◆ Description of the task:
Your answer should be one number: how many lines of the data include the string "bool"?

◆ Source information:
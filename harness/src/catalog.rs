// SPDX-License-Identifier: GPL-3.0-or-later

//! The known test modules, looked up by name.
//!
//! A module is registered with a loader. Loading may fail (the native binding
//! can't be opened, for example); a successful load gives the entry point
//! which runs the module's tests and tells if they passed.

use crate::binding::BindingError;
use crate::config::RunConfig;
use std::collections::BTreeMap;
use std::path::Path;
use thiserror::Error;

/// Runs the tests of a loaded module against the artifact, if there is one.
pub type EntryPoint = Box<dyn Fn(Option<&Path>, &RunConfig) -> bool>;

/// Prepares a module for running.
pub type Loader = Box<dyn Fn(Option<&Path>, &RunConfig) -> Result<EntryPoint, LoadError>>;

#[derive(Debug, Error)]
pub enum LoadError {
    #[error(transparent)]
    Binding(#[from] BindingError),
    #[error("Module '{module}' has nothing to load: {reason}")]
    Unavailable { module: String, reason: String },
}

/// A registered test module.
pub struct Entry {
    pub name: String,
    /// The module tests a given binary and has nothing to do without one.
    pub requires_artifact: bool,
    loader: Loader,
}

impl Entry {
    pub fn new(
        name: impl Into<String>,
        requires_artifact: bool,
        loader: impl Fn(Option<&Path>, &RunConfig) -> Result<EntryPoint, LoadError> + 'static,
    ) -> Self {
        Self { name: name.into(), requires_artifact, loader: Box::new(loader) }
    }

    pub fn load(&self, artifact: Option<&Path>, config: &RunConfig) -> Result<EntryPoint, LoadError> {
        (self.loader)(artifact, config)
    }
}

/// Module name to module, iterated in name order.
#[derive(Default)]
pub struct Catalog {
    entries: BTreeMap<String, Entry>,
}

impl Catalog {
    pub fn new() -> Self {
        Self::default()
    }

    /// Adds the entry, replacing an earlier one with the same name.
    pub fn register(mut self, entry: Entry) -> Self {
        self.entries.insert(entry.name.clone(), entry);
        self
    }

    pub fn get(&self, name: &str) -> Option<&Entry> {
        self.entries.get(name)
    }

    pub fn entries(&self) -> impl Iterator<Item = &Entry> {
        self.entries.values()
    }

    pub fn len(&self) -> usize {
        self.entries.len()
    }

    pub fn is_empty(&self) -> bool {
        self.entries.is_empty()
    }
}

◆ Solution:
4